The telecommunications company admitted that one per cent of its NBN customers – about 7900 people – had been promised speeds that were unattainable, blaming the varied NBN technologies for the inconsistent speeds across the network.
In a blog post, Telstra Retail group executive Kevin Russell said it was “critical” that customers did not pay for speeds any higher than what their home or business was able to receive.
“The vast majority of customers are seeing the performance we expect. However, we identified a subset of customers on fibre-to-the-node (FTTN) who have taken up a ‘speed boost’ who are not receiving the higher speeds we expect,” he wrote.
“We’re in the process of proactively contacting those customers to move them to a speed tier their NBN service supports.
“In any cases where we believe that customers may have paid for a ‘speed boost’ they haven’t benefited from, we’ll be reimbursing … any ‘speed boost’ charges they have incurred.”
This comes one month after the Australian Competition and Consumer Commission announced it would begin tracking internet speeds delivered to NBN customers by each retailer.

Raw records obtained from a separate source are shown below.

// SQLite persistence shared by the player and team stores.

use std::sync::{Mutex, MutexGuard};

use rusqlite::{Connection, Transaction, TransactionBehavior};
use tracing::debug;

use crate::error::Result;

/// SQLite-backed storage for players and teams.
///
/// A single connection sits behind a mutex: every read and every write
/// transaction holds the lock for its whole duration, so writers are
/// serialized and readers never see a half-applied change.
pub struct Database {
    conn: Mutex<Connection>,
}

impl Database {
    /// Open (or create) a SQLite database at `path` and ensure all tables
    /// exist. Pass `":memory:"` for an ephemeral in-memory database (useful
    /// for tests).
    pub fn open(path: &str) -> Result<Self> {
        let conn = Connection::open(path)?;

        conn.execute_batch(
            "PRAGMA journal_mode = WAL;
             PRAGMA busy_timeout = 5000;
             PRAGMA foreign_keys = ON;",
        )?;

        conn.execute_batch(
            "
            CREATE TABLE IF NOT EXISTS teams (
                id     INTEGER PRIMARY KEY AUTOINCREMENT,
                name   TEXT NOT NULL UNIQUE CHECK (length(trim(name)) > 0),
                budget INTEGER NOT NULL CHECK (budget > 0)
            );

            CREATE TABLE IF NOT EXISTS players (
                id               INTEGER PRIMARY KEY AUTOINCREMENT,
                name             TEXT NOT NULL,
                position         TEXT NOT NULL,
                team             TEXT NOT NULL,
                projected_points REAL CHECK (projected_points IS NULL OR projected_points >= 0),
                drafted          INTEGER NOT NULL DEFAULT 0,
                draft_price      INTEGER CHECK (draft_price IS NULL OR draft_price >= 0),
                drafted_by       INTEGER REFERENCES teams(id),
                drafted_at       TEXT,
                CHECK (
                    (drafted = 0 AND draft_price IS NULL AND drafted_by IS NULL AND drafted_at IS NULL)
                    OR (drafted = 1 AND draft_price IS NOT NULL AND drafted_by IS NOT NULL)
                )
            );

            CREATE INDEX IF NOT EXISTS idx_players_drafted_by ON players(drafted_by);
            ",
        )?;

        debug!("Database schema ready at {}", path);

        Ok(Self {
            conn: Mutex::new(conn),
        })
    }

    /// Acquire the database connection.
    ///
    /// A panic while the lock was held leaves at worst an uncommitted
    /// transaction, which SQLite rolls back when it is dropped, so a poisoned
    /// lock still guards a usable connection.
    fn conn(&self) -> MutexGuard<'_, Connection> {
        self.conn.lock().unwrap_or_else(|poisoned| poisoned.into_inner())
    }

    /// Run `f` against the connection while holding the lock.
    pub fn read<T>(&self, f: impl FnOnce(&Connection) -> Result<T>) -> Result<T> {
        let conn = self.conn();
        f(&conn)
    }

    /// Run `f` inside an immediate write transaction. The transaction commits
    /// when `f` returns `Ok` and rolls back on any error.
    pub fn write<T>(&self, f: impl FnOnce(&Transaction<'_>) -> Result<T>) -> Result<T> {
        let mut conn = self.conn();
        let tx = conn.transaction_with_behavior(TransactionBehavior::Immediate)?;
        let value = f(&tx)?;
        tx.commit()?;
        Ok(value)
    }
}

Last week the Telecommunications Industry Ombudsman released figures revealing more than 7500 NBN-related complaints in the six months from July to December 2016.
Criticism over the network surged 117.5 per cent compared to the previous year.
Throughout the national rollout, many customers have complained that neither their service provider nor NBN Co take responsibility for the network’s failures, often passing the buck to the other party.
A Telstra spokesman told The New Daily that affected customers would be contacted by email or phone and the “compensation will be automatic and in full”.
“We will move a customer to a lower speed tier if the customer’s service does not attain upload and download speeds within the range associated with the speed boost the customer is on,” he said.
The spokesman would not confirm how many customers had claimed a reimbursement.
When asked about the options available to affected customers who require higher internet speeds but would be dropped to a lower tier, Telstra referred The New Daily to NBN Co for comment.
NBN spokeswoman Philippa Perry told The New Daily that it “is up to the retail service provider to sell retail products (i.e. speed and data packages) to end users based on the speeds that are available to that particular premise”.
“Given we’re a wholesaler, we don’t have a direct commercial relationship with end users (consumers),” she said.
Ms Perry said NBN “supports any initiative that promotes transparency on retail speeds available on the NBN network”.
Slower NBN speeds may be a result of a number of factors including in-home wiring, equipment and Wi-Fi quality, how much capacity the retail service provider purchased from NBN, the speed tier selected, and the underlying technology used to deliver the internet to their home.
In future, Telstra customers who opt for the ‘speed boost’ will be reviewed during the first month after signing up, so that they can be contacted if Telstra believes they are not receiving the speeds for which they signed up.
Optus refused to comment when The New Daily asked the service provider whether it would follow Telstra’s lead to offer its affected NBN customers a refund.